SQL/XML Dumps/Phabricator task management & future

Every day it's good to look at the Dumps Generation project workboard in Phabricator and decide what tasks to work on, keeping in mind future work. This document describes how that works currently.

Dumps Generation workboard on Phabricator edit

What are all these columns? edit

Any new reports will come in to the "Backlog" column, appearing on top. Things that are urgent or small should move to the top of the queue; urgent things should be looked at immediately and small things should be addressed within a few days. If at all possible, investigate enough to reply within one day so that the reporter knows their issue is being addressed. Small items often live in here during their whole life cycle, getting worked on and then resolved within a few days at most.

Some of these tasks may be primarily for other teams to work on; this includes issues that involve updates to MW maintenance scripts in extensions used for dumping specialized datasets, such as CirrusSearch or Content Translation. Such tasks can be moved to the "Other teams" column.

Items in the "Active" column should be those larger or harder items currently being worked on. It's good for the "Active" list not to get too large.

If items in the "Active" column are waiting on something for more than a few days (user verification of a fix, action from another team, the next deployment window in two weeks, etc.), they can be moved to the "Blocked/Stalled/Waiting for Event" column.

Large or hard items that are set to start on as soon as there is some free time from the "Active" items should go into the "Up Next" column. How does one decide which items go here? Ah ha, time to talk about our next topic.

Prioritization edit

This is not an exhaustive list of what to do for every task but is meant to describe current thinking about priorities, so that the process is at least not entirely opaque.

Items involving broken data that breaks the dumps should always be looked at as soon as possible. They may wind up "Blocked" once some workaround has been put in place that allows the dumps to continue; actually fixing up bad data in the database is tricky and generally slow to happen.

Beyond "these dumps are broken for some reason", there are also requests for new datasets to be dumped. These tasks will be next in priority. Some time from each work week should be dedicated to moving these along at a steady pace. Members of the team maintaining the service or extension from which the data comes, should be involved in the work. Typically, MW maintenance scripts will be written entirely by members of said team, but they should also be introduced to the relevant puppet manifests and encouraged to submit patches.

Hardware or SRE-related tasks pop up from time to time. These can include everything from replacing or expanding the existing server pools, to enabling IPV6 where it makes sense. These typically happen over a long time frame; for example, from quote to order to racking to first puppet run of a new server may take months. When these tasks are not waiting for action from others, try to give them some time within a week of when they are given back to us for some action.

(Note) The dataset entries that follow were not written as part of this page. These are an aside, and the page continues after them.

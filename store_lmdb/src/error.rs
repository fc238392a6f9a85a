use thiserror::Error;

#[derive(Debug, Error)]
pub enum LmdbError {
    #[error("LMDB error: {0}")]
    Heed(String),

    #[error("io error: {0}")]
    Io(#[from] std::io::Error),
}

impl From<heed::Error> for LmdbError {
    fn from(e: heed::Error) -> Self {
        LmdbError::Heed(e.to_string())
    }
}

impl From<LmdbError> for lattice_store::StoreError {
    fn from(e: LmdbError) -> Self {
        lattice_store::StoreError::Backend(e.to_string())
    }
}
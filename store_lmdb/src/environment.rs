//! LMDB environment setup.

use std::path::{Path, PathBuf};

use heed::types::Bytes;
use heed::{Database, Env, EnvOpenOptions};
use lattice_store::{ReadTxn, Store, StoreError, Table, WriteTxn};
use tracing::info;

use crate::transaction::{LmdbReadTxn, LmdbWriteTxn};
use crate::LmdbError;

/// Default LMDB map size: 1 GiB.
pub const DEFAULT_MAP_SIZE: usize = 1 << 30;

/// Database handles, one per [`Table`].
#[derive(Clone, Copy)]
pub(crate) struct Databases {
    confirmation_height: Database<Bytes, Bytes>,
    online_weight: Database<Bytes, Bytes>,
    rep_weights: Database<Bytes, Bytes>,
}

impl Databases {
    pub(crate) fn get(&self, table: Table) -> Database<Bytes, Bytes> {
        match table {
            Table::ConfirmationHeight => self.confirmation_height,
            Table::OnlineWeight => self.online_weight,
            Table::RepWeights => self.rep_weights,
        }
    }
}

/// Wraps the LMDB environment and all database handles.
pub struct LmdbEnvironment {
    env: Env,
    dbs: Databases,
    path: PathBuf,
}

impl LmdbEnvironment {
    /// Open or create an LMDB environment in the directory `path`.
    pub fn open(path: &Path, map_size: usize) -> Result<Self, LmdbError> {
        std::fs::create_dir_all(path)?;

        // SAFETY: the environment is opened once per directory by this
        // process and the memory map is never accessed outside heed.
        let env = unsafe {
            EnvOpenOptions::new()
                .map_size(map_size)
                .max_dbs(Table::ALL.len() as u32)
                .open(path)?
        };

        let mut wtxn = env.write_txn()?;
        let confirmation_height =
            env.create_database(&mut wtxn, Some(Table::ConfirmationHeight.name()))?;
        let online_weight = env.create_database(&mut wtxn, Some(Table::OnlineWeight.name()))?;
        let rep_weights = env.create_database(&mut wtxn, Some(Table::RepWeights.name()))?;
        wtxn.commit()?;

        info!(path = %path.display(), map_size, "opened LMDB environment");

        Ok(Self {
            env,
            dbs: Databases {
                confirmation_height,
                online_weight,
                rep_weights,
            },
            path: path.to_path_buf(),
        })
    }

    pub fn path(&self) -> &Path {
        &self.path
    }
}

impl Store for LmdbEnvironment {
    fn tx_begin_read(&self) -> Result<Box<dyn ReadTxn + '_>, StoreError> {
        let txn = self.env.read_txn().map_err(LmdbError::from)?;
        Ok(Box::new(LmdbReadTxn::new(txn, self.dbs)))
    }

    fn tx_begin_write(&self) -> Result<Box<dyn WriteTxn + '_>, StoreError> {
        let txn = self.env.write_txn().map_err(LmdbError::from)?;
        Ok(Box::new(LmdbWriteTxn::new(txn, self.dbs)))
    }
}
#[cfg(test)]
mod tests {
    use super::*;

    fn rep(byte: u8) -> Account {
        Account::new([byte; 32])
    }

    fn hash(byte: u8) -> BlockHash {
        BlockHash::new([byte; 32])
    }

    fn vote(rep_byte: u8, timestamp: u64, hashes: &[u8]) -> Vote {
        Vote::new(rep(rep_byte), timestamp, 0, hashes.iter().map(|b| hash(*b)).collect())
    }

    fn cache(max_size: usize, max_voters: usize) -> VoteCache {
        VoteCache::new(VoteCacheConfig {
            max_size,
            max_voters,
            age_cutoff_secs: 900,
        })
    }

    const NOW: Timestamp = Timestamp::new(1_000);

    #[test]
    fn construction() {
        let cache = cache(10, 4);
        assert!(cache.is_empty());
        assert!(cache.find(&hash(1)).is_empty());
    }

    #[test]
    fn insert_one_hash_many_votes() {
        let mut cache = cache(10, 4);
        cache.insert(&vote(1, 1, &[1]), Amount::raw(7), NOW);
        cache.insert(&vote(2, 1, &[1]), Amount::raw(9), NOW);
        let entry = cache.entry(&hash(1)).unwrap();
        assert_eq!(entry.voters.len(), 2);
        assert_eq!(entry.tally, Amount::raw(16));
        assert_eq!(cache.len(), 1);
    }

    #[test]
    fn vote_covering_several_hashes() {
        let mut cache = cache(10, 4);
        let outcome = cache.insert(&vote(1, 1, &[1, 2, 3]), Amount::raw(5), NOW);
        assert_eq!(outcome.inserted, 3);
        assert_eq!(cache.len(), 3);
        for h in 1..=3 {
            assert_eq!(cache.find(&hash(h)).len(), 1);
        }
    }

    #[test]
    fn insert_duplicate_does_not_double_count() {
        let mut cache = cache(10, 4);
        cache.insert(&vote(1, 1, &[1]), Amount::raw(7), NOW);
        let outcome = cache.insert(&vote(1, 1, &[1]), Amount::raw(7), NOW);
        assert_eq!(outcome.updated, 0);
        assert_eq!(cache.entry(&hash(1)).unwrap().tally, Amount::raw(7));
    }

    #[test]
    fn insert_newer_replaces_timestamp() {
        let mut cache = cache(10, 4);
        cache.insert(&vote(1, 1, &[1]), Amount::raw(7), NOW);
        cache.insert(&vote(1, 5, &[1]), Amount::raw(7), NOW);
        let voters = cache.find(&hash(1));
        assert_eq!(voters.len(), 1);
        assert_eq!(voters[0].timestamp, 5);
    }

    #[test]
    fn insert_older_is_ignored() {
        let mut cache = cache(10, 4);
        cache.insert(&vote(1, 5, &[1]), Amount::raw(7), NOW);
        cache.insert(&vote(1, 2, &[1]), Amount::raw(7), NOW);
        assert_eq!(cache.find(&hash(1))[0].timestamp, 5);
    }

    #[test]
    fn change_vote_to_final_vote() {
        let mut cache = cache(10, 4);
        cache.insert(&vote(1, 5, &[1]), Amount::raw(7), NOW);
        assert_eq!(cache.entry(&hash(1)).unwrap().final_tally, Amount::ZERO);
        cache.insert(&Vote::new_final(rep(1), vec![hash(1)]), Amount::raw(7), NOW);
        let entry = cache.entry(&hash(1)).unwrap();
        assert_eq!(entry.tally, Amount::raw(7));
        assert_eq!(entry.final_tally, Amount::raw(7));
    }

    #[test]
    fn erase() {
        let mut cache = cache(10, 4);
        cache.insert(&vote(1, 1, &[1, 2]), Amount::raw(7), NOW);
        assert!(cache.erase(&hash(1)));
        assert!(!cache.erase(&hash(1)));
        assert!(cache.find(&hash(1)).is_empty());
        assert_eq!(cache.len(), 1);
    }

    #[test]
    fn oldest_entry_evicted_at_capacity() {
        let mut cache = cache(2, 4);
        cache.insert(&vote(1, 1, &[1]), Amount::raw(1), NOW);
        cache.insert(&vote(1, 1, &[2]), Amount::raw(1), NOW);
        let outcome = cache.insert(&vote(1, 1, &[3]), Amount::raw(1), NOW);

        assert_eq!(outcome.evicted, 1);
        assert!(cache.find(&hash(1)).is_empty());
        assert!(!cache.find(&hash(2)).is_empty());
        assert!(!cache.find(&hash(3)).is_empty());
    }

    #[test]
    fn updating_an_entry_does_not_refresh_its_age_in_eviction_order() {
        let mut cache = cache(2, 4);
        cache.insert(&vote(1, 1, &[1]), Amount::raw(1), NOW);
        cache.insert(&vote(1, 1, &[2]), Amount::raw(1), NOW);
        cache.insert(&vote(2, 1, &[1]), Amount::raw(1), NOW);
        cache.insert(&vote(1, 1, &[3]), Amount::raw(1), NOW);
        assert!(cache.entry(&hash(1)).is_none());
    }

    #[test]
    fn erased_entries_leave_eviction_order() {
        let mut cache = cache(2, 4);
        cache.insert(&vote(1, 1, &[1]), Amount::raw(1), NOW);
        cache.insert(&vote(1, 1, &[2]), Amount::raw(1), NOW);
        cache.erase(&hash(1));
        cache.insert(&vote(1, 1, &[3]), Amount::raw(1), NOW);
        assert_eq!(cache.len(), 2);
        assert!(cache.entry(&hash(2)).is_some());
    }

    #[test]
    fn full_entry_replaces_lightest_voter_with_heavier() {
        let mut cache = cache(10, 2);
        cache.insert(&vote(1, 1, &[1]), Amount::raw(5), NOW);
        cache.insert(&vote(2, 1, &[1]), Amount::raw(3), NOW);
        cache.insert(&vote(3, 1, &[1]), Amount::raw(1), NOW);
        assert_eq!(cache.entry(&hash(1)).unwrap().tally, Amount::raw(8));

        cache.insert(&vote(4, 1, &[1]), Amount::raw(10), NOW);
        let entry = cache.entry(&hash(1)).unwrap();
        assert_eq!(entry.tally, Amount::raw(15));
        assert!(entry.voters.iter().all(|v| v.representative != rep(2)));
    }

    #[test]
    fn insert_filtered_skips_rejected_hashes() {
        let mut cache = cache(10, 4);
        cache.insert_filtered(&vote(1, 1, &[1, 2]), Amount::raw(1), NOW, |h| *h != hash(1));
        assert!(cache.entry(&hash(1)).is_none());
        assert!(cache.entry(&hash(2)).is_some());
    }

    #[test]
    fn top_sorted_by_final_tally_then_tally() {
        let mut cache = cache(10, 4);
        cache.insert(&vote(1, 1, &[1]), Amount::raw(30), NOW);
        cache.insert(&vote(2, 1, &[2]), Amount::raw(20), NOW);
        cache.insert(&Vote::new_final(rep(3), vec![hash(3)]), Amount::raw(10), NOW);

        let top: Vec<BlockHash> = cache.top(Amount::ZERO, NOW).iter().map(|e| e.hash).collect();
        assert_eq!(top, vec![hash(3), hash(1), hash(2)]);
    }

    #[test]
    fn top_min_tally() {
        let mut cache = cache(10, 4);
        cache.insert(&vote(1, 1, &[1]), Amount::raw(30), NOW);
        cache.insert(&vote(2, 1, &[2]), Amount::raw(20), NOW);
        let top = cache.top(Amount::raw(25), NOW);
        assert_eq!(top.len(), 1);
        assert_eq!(top[0].hash, hash(1));
    }

    #[test]
    fn top_drops_entries_past_age_cutoff() {
        let mut cache = cache(10, 4);
        cache.insert(&vote(1, 1, &[1]), Amount::raw(30), Timestamp::new(0));
        cache.insert(&vote(1, 1, &[2]), Amount::raw(30), Timestamp::new(500));
        let top = cache.top(Amount::ZERO, Timestamp::new(900));
        assert_eq!(top.len(), 1);
        assert_eq!(top[0].hash, hash(2));
        assert_eq!(cache.len(), 1);
    }

    #[test]
    fn clear_empties_everything() {
        let mut cache = cache(10, 4);
        cache.insert(&vote(1, 1, &[1, 2]), Amount::raw(1), NOW);
        cache.clear();
        assert!(cache.is_empty());
    }

    mod properties {
        use super::*;
        use proptest::prelude::*;

        proptest! {
            #[test]
            fn never_exceeds_capacity(
                max_size in 1usize..8,
                votes in prop::collection::vec((0u8..6, 0u64..4, 0u8..20), 0..60),
            ) {
                let mut cache = cache(max_size, 3);
                for (r, ts, h) in votes {
                    cache.insert(&vote(r, ts, &[h]), Amount::raw(1), NOW);
                    prop_assert!(cache.len() <= max_size);
                    prop_assert_eq!(cache.order.len(), cache.entries.len());
                }
            }
        }
    }
}
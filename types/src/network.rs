//! Network identifier.

use serde::{Deserialize, Serialize};
use std::str::FromStr;

use crate::{Amount, TypesError};

/// Identifies which network a node participates in.
#[derive(Clone, Copy, Debug, Default, PartialEq, Eq, Hash, Serialize, Deserialize)]
#[serde(rename_all = "lowercase")]
pub enum Network {
    /// The production network.
    #[default]
    Live,
    /// The public beta network.
    Beta,
    /// Local development network.
    Dev,
}

impl Network {
    /// Human-readable name.
    pub fn as_str(&self) -> &'static str {
        match self {
            Self::Live => "live",
            Self::Beta => "beta",
            Self::Dev => "dev",
        }
    }

    /// Floor applied to the trended online weight when computing quorum.
    pub fn online_weight_minimum(&self) -> Amount {
        match self {
            Self::Live | Self::Beta => Amount::nano(60_000_000),
            Self::Dev => Amount::nano(1_000),
        }
    }

    /// Representatives at or below this weight are not tracked as online.
    pub fn representative_vote_weight_minimum(&self) -> Amount {
        match self {
            Self::Live | Self::Beta => Amount::nano(10),
            Self::Dev => Amount::ZERO,
        }
    }
}

impl FromStr for Network {
    type Err = TypesError;

    fn from_str(s: &str) -> Result<Self, Self::Err> {
        match s {
            "live" => Ok(Self::Live),
            "beta" => Ok(Self::Beta),
            "dev" => Ok(Self::Dev),
            other => Err(TypesError::UnknownNetwork(other.to_string())),
        }
    }
}
//! Notifications about election lifecycle events.
//!
//! Observers are best-effort: an error returned from a callback is logged by
//! the registry and otherwise ignored. Callbacks run on the thread that
//! caused the event, after every registry lock is released, and must not
//! block.

use lattice_types::{Block, QualifiedRoot};
use std::sync::Arc;
use thiserror::Error;

use crate::election::{ElectionBehavior, ElectionStatus};

#[derive(Debug, Error)]
#[error("{0}")]
pub struct ObserverError(pub String);

impl ObserverError {
    pub fn new(message: impl Into<String>) -> Self {
        Self(message.into())
    }
}

pub trait ElectionObserver: Send + Sync {
    /// The winner of an election was confirmed and its confirmation height
    /// written.
    fn on_confirmed(&self, _block: &Arc<Block>, _status: &ElectionStatus) -> Result<(), ObserverError> {
        Ok(())
    }

    fn on_active_started(&self, _root: &QualifiedRoot, _behavior: ElectionBehavior) -> Result<(), ObserverError> {
        Ok(())
    }

    /// The election left the registry, confirmed or not.
    fn on_active_stopped(&self, _root: &QualifiedRoot) -> Result<(), ObserverError> {
        Ok(())
    }

    /// Representatives should be asked to vote on `block`.
    fn on_confirmation_requested(&self, _root: &QualifiedRoot, _block: &Arc<Block>) -> Result<(), ObserverError> {
        Ok(())
    }
}
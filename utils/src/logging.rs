//! Tracing bootstrap for tests.

use tracing_subscriber::EnvFilter;

/// Install a `RUST_LOG`-filtered subscriber that writes through the test
/// harness. Safe to call from every test; only the first call installs.
pub fn init_test_tracing() {
    let _ = tracing_subscriber::fmt()
        .with_env_filter(EnvFilter::from_default_env())
        .with_test_writer()
        .try_init();
}
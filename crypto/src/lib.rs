//! Cryptographic primitives for lattice.
//!
//! - **Ed25519** for signing and verifying blocks and votes
//! - Accounts are Ed25519 public keys; hashing lives with the types in `lattice-types`

pub mod keys;
pub mod sign;

pub use keys::{account_from_private, generate_keypair, keypair_from_seed, KeyError};
pub use sign::{
    sign_block, sign_message, sign_vote, verify_block, verify_signature, verify_vote,
};
impl ActiveElections {
    pub fn new(
        config: ActiveElectionsConfig,
        rep_weights: Arc<RepWeights>,
        online_reps: Arc<OnlineReps>,
        vote_cache: Arc<Mutex<VoteCache>>,
        confirmation: ConfirmationWriter,
        stats: Arc<StatsCounter>,
    ) -> Self {
        let recently_confirmed = RecentlyConfirmed::new(config.recently_confirmed_size);
        Self {
            config,
            rep_weights,
            online_reps,
            vote_cache,
            confirmation,
            observers: RwLock::new(Vec::new()),
            stats,
            data: Mutex::new(ActiveElectionsData {
                roots: HashMap::new(),
                blocks: HashMap::new(),
                recently_confirmed,
            }),
        }
    }

    pub fn config(&self) -> &ActiveElectionsConfig {
        &self.config
    }

    pub fn rep_weights(&self) -> &Arc<RepWeights> {
        &self.rep_weights
    }

    pub fn online_reps(&self) -> &Arc<OnlineReps> {
        &self.online_reps
    }

    pub fn vote_cache(&self) -> &Arc<Mutex<VoteCache>> {
        &self.vote_cache
    }

    pub fn confirmation(&self) -> &ConfirmationWriter {
        &self.confirmation
    }

    pub fn stats(&self) -> &Arc<StatsCounter> {
        &self.stats
    }

    pub fn add_observer(&self, observer: Arc<dyn ElectionObserver>) {
        self.observers.write_locked().push(observer);
    }

    /// Start an election for `block`'s root.
    ///
    /// If an election for the root is already running it is returned with
    /// `inserted == false` and `erased_callback` is dropped unused. Roots
    /// confirmed recently, and blocks at or below their account's
    /// confirmation height, are refused with `(None, false)`. A new election
    /// is seeded with cached votes for `block` and may be complete (and
    /// removed again) by the time this returns.
    pub fn insert(
        &self,
        block: Arc<Block>,
        behavior: ElectionBehavior,
        erased_callback: Option<ErasedCallback>,
        now: Timestamp,
    ) -> (Option<Arc<Election>>, bool) {
        let root = block.qualified_root();
        let hash = block.hash();

        if self.is_cemented(&block) {
            self.stats.increment("active.already_cemented");
            trace!(root = %root, hash = %hash, "block already cemented");
            return (None, false);
        }

        let election = {
            let mut data = self.data.locked();
            if let Some(existing) = data.roots.get(&root) {
                self.stats.increment("active.duplicate");
                return (Some(existing.election.clone()), false);
            }
            if data.recently_confirmed.contains_root(&root) {
                self.stats.increment("active.recently_confirmed");
                return (None, false);
            }
            let election = Arc::new(Election::new(
                block,
                behavior,
                self.config.election_config(behavior),
                self.rep_weights.clone(),
                self.online_reps.clone(),
                now,
            ));
            data.roots.insert(
                root,
                Entry {
                    election: election.clone(),
                    erased_callback,
                },
            );
            data.blocks.insert(hash, root);
            election
        };

        self.stats.increment("active.started");
        debug!(root = %root, hash = %hash, %behavior, "election started");
        self.notify(|o| o.on_active_started(&root, behavior));

        self.seed_from_cache(&election, &hash, now);
        if election.is_confirmed() {
            self.complete(&election);
        }

        (Some(election), true)
    }

    /// Route `vote` to the elections tracking its hashes.
    ///
    /// Hashes with no running election report `Indeterminate`, hashes that
    /// won a recently confirmed election report `Ignored`.
    pub fn vote(&self, vote: &Vote, now: Timestamp) -> HashMap<BlockHash, VoteCode> {
        let mut results = HashMap::new();
        let mut targets = Vec::new();
        {
            let data = self.data.locked();
            for hash in &vote.hashes {
                let election = data
                    .blocks
                    .get(hash)
                    .and_then(|root| data.roots.get(root))
                    .map(|entry| entry.election.clone());
                match election {
                    Some(election) => targets.push((*hash, election)),
                    None if data.recently_confirmed.contains_hash(hash) => {
                        results.insert(*hash, VoteCode::Ignored);
                    }
                    None => {
                        results.insert(*hash, VoteCode::Indeterminate);
                    }
                }
            }
        }

        for (hash, election) in targets {
            let code = election.vote(&vote.account, vote.timestamp, &hash, VoteSource::Live, now);
            results.insert(hash, code);
            if election.is_confirmed() {
                self.complete(&election);
            }
        }

        for code in results.values() {
            self.stats.increment(vote_code_stat(*code));
        }
        results
    }

    /// Add a fork of a running election as a new candidate.
    ///
    /// Cached votes for the fork are moved into the election. Returns
    /// `false` if no election runs for the block's root or the election
    /// refused the candidate.
    pub fn publish(&self, block: Arc<Block>, now: Timestamp) -> bool {
        let root = block.qualified_root();
        let hash = block.hash();
        let Some(election) = self.election(&root) else {
            return false;
        };
        if !election.insert_candidate(block, now) {
            return false;
        }
        let live = {
            let mut data = self.data.locked();
            let live = data
                .roots
                .get(&root)
                .is_some_and(|entry| Arc::ptr_eq(&entry.election, &election));
            if live {
                data.blocks.insert(hash, root);
            }
            live
        };
        if live {
            self.seed_from_cache(&election, &hash, now);
        }
        self.stats.increment("active.fork");
        if election.is_confirmed() {
            self.complete(&election);
        }
        true
    }

    /// Confirm the current winner of the election for `root`.
    pub fn force_confirm(&self, root: &QualifiedRoot, now: Timestamp) -> bool {
        let Some(election) = self.election(root) else {
            return false;
        };
        let confirmed = election.force_confirm(now);
        if election.is_terminal() {
            self.complete(&election);
        }
        confirmed
    }

    /// Housekeeping: advance every election's clock, finish elections that
    /// expired, and ask observers to solicit votes for the rest.
    pub fn tick(&self, now: Timestamp) -> TickSummary {
        let mut summary = TickSummary::default();
        for election in self.list() {
            if election.transition_time(now) {
                self.complete(&election);
                summary.finished += 1;
                continue;
            }
            if election
                .should_request_confirmation(now, self.config.confirmation_request_interval_secs)
            {
                let winner = election.winner();
                self.notify(|o| o.on_confirmation_requested(election.root(), &winner));
                summary.requested += 1;
            }
        }
        summary
    }

    pub fn election(&self, root: &QualifiedRoot) -> Option<Arc<Election>> {
        self.data
            .locked()
            .roots
            .get(root)
            .map(|entry| entry.election.clone())
    }

    /// Election tracking `hash` as a candidate.
    pub fn election_for_block(&self, hash: &BlockHash) -> Option<Arc<Election>> {
        let data = self.data.locked();
        data.blocks
            .get(hash)
            .and_then(|root| data.roots.get(root))
            .map(|entry| entry.election.clone())
    }

    pub fn is_active_root(&self, root: &QualifiedRoot) -> bool {
        self.data.locked().roots.contains_key(root)
    }

    pub fn is_recently_confirmed(&self, hash: &BlockHash) -> bool {
        self.data.locked().recently_confirmed.contains_hash(hash)
    }

    pub fn recently_confirmed_len(&self) -> usize {
        self.data.locked().recently_confirmed.len()
    }

    pub fn list(&self) -> Vec<Arc<Election>> {
        self.data
            .locked()
            .roots
            .values()
            .map(|entry| entry.election.clone())
            .collect()
    }

    pub fn len(&self) -> usize {
        self.data.locked().roots.len()
    }

    pub fn is_empty(&self) -> bool {
        self.len() == 0
    }

    pub fn len_by_behavior(&self, behavior: ElectionBehavior) -> usize {
        self.data
            .locked()
            .roots
            .values()
            .filter(|entry| entry.election.behavior() == behavior)
            .count()
    }

    /// Whether `block`'s account is confirmed at or above its height. A
    /// failed lookup is logged and treated as not cemented; the
    /// confirmation write refuses to move the height back regardless.
    fn is_cemented(&self, block: &Block) -> bool {
        match self.confirmation.confirmation_height(&block.account()) {
            Ok(info) => info.is_some_and(|info| info.height >= block.height()),
            Err(err) => {
                warn!(account = %block.account(), error = %err, "confirmation height lookup failed");
                false
            }
        }
    }

    /// Move cached votes for `hash` into `election`.
    fn seed_from_cache(&self, election: &Election, hash: &BlockHash, now: Timestamp) {
        let cached = {
            let mut cache = self.vote_cache.locked();
            let voters = cache.find(hash);
            cache.erase(hash);
            voters
        };
        if cached.is_empty() {
            return;
        }
        trace!(root = %election.root(), hash = %hash, voters = cached.len(), "seeding election from vote cache");
        for voter in cached {
            election.vote(&voter.representative, voter.timestamp, hash, VoteSource::Cache, now);
        }
    }

    /// Remove a terminal election and run its completion side effects.
    ///
    /// Only the caller that actually removes the entry proceeds, so the
    /// confirmation write and callbacks run once per election.
    fn complete(&self, election: &Arc<Election>) {
        let root = *election.root();
        let entry = {
            let mut data = self.data.locked();
            let owned = data
                .roots
                .get(&root)
                .is_some_and(|entry| Arc::ptr_eq(&entry.election, election));
            if !owned {
                return;
            }
            let Some(entry) = data.roots.remove(&root) else {
                return;
            };
            for block in election.candidates() {
                if data.blocks.get(&block.hash()) == Some(&root) {
                    data.blocks.remove(&block.hash());
                }
            }
            if election.is_confirmed() {
                data.recently_confirmed.insert(root, election.winner().hash());
            }
            entry
        };

        let status = election.status();
        let mut cemented = false;
        if election.is_confirmed() {
            let winner = status.winner.clone();
            match self
                .confirmation
                .write_confirmation(&winner.account(), winner.height(), &winner.hash())
            {
                Ok(true) => {
                    self.stats.increment("active.confirmed");
                    cemented = true;
                }
                Ok(false) => {
                    self.stats.increment("active.confirmed_stale");
                    warn!(root = %root, hash = %winner.hash(), "winner is below the confirmation height, not reported");
                }
                Err(err) => {
                    self.stats.increment("active.confirmation_failed");
                    error!(root = %root, hash = %winner.hash(), error = %err, "failed to write confirmation");
                }
            }
        } else {
            self.stats.increment("active.expired");
        }

        if let Some(callback) = entry.erased_callback {
            callback(election);
        }
        self.notify(|o| o.on_active_stopped(&root));
        if cemented {
            self.notify(|o| o.on_confirmed(&status.winner, &status));
        }
        debug!(root = %root, status = ?status.status_type, "election removed");
    }

    fn notify(&self, event: impl Fn(&dyn ElectionObserver) -> Result<(), ObserverError>) {
        let observers = self.observers.read_locked().clone();
        for observer in observers {
            if let Err(err) = event(observer.as_ref()) {
                self.stats.increment("active.observer_failed");
                warn!(error = %err, "election observer failed");
            }
        }
    }
}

The bulk of the work is intended to keep dumps running in the same amount of time with ever-increasing amounts of data. The XML/SQL dumps cannot be easily scaled horizontally for the huge (en, wikidata) wikis, so that is where most of the effort is going. Eventually all dumps jobs should be run as small repeatable pieces covering some range of rows or pages, where any server in the pool could take any number of these jobs to run, as directed by a proper job manager such as AirFlow. Current work is directed towards restructuring the XML/SQL dumps so that multiple servers can indeed run parts of the most expensive job for the same wiki, that of dumping page content for all revisions. This is a slow task because extensive multi-process testing must be done, and there's not a proper testbed for that yet.

There are some tasks in the "Backlog" column requesting partial dumps of tables with some private data in them. There are privacy implications for these. It is likely that the data from these tables cannot be published in a form that would be usable for import for making a copy of a wiki project. As such, these datasets are of lower priority, though still on the radar.

Future edit

Work on the XML/SQL dumps is done bearing in mind the larger picture. That picture, though a bit vague, looks like this:

  • All jobs (production of metadata for revisions, production of revision content, dumps of various sql tables, production of so-called abstracts of pages, etc) are split into small pieces each of which can be completed in, say, 30 minutes.
  • These small pieces of jobs are farmed out to workers on any host in the pool, via some job manager such as AirFlow.
  • Output files from these small pieces of jobs are stored in an object store such as hadoop and are recombined into larger files and published for public download or for use in WMCS or by stats hosts users.
  • All recombining of files is done by concatenating smaller files together after stripping out intermediate headers. This may not be possible for the 7zip files but it should be doable for the rest.
  • Generation of hash sums for the files to be published for download is also treated as a task to be farmed out to any idle worker, one hash per worker.
  • No NFS servers are involved at all, since all files are written to hadoop and from there stored in a staging area to be rsynced to public areas for WMCS use or download. This involves reading of data from hadoop as well, since older page content dumps are read from in the generation of new dumps.
  • And somewhere during all this, uh oh. We must move MediaWiki to kubernetes, and that means moving the dumps processes as well, which are stateful and really the wrong sort of thing to run inside of a pod. Heavy sigh.

Note that at all times during the progress to this eventual goal, appropriate tests and testbeds for running those tests must be devised.

At this point, if resources were available, the rest of the vague plans for Dumps 2.0 could be revisited.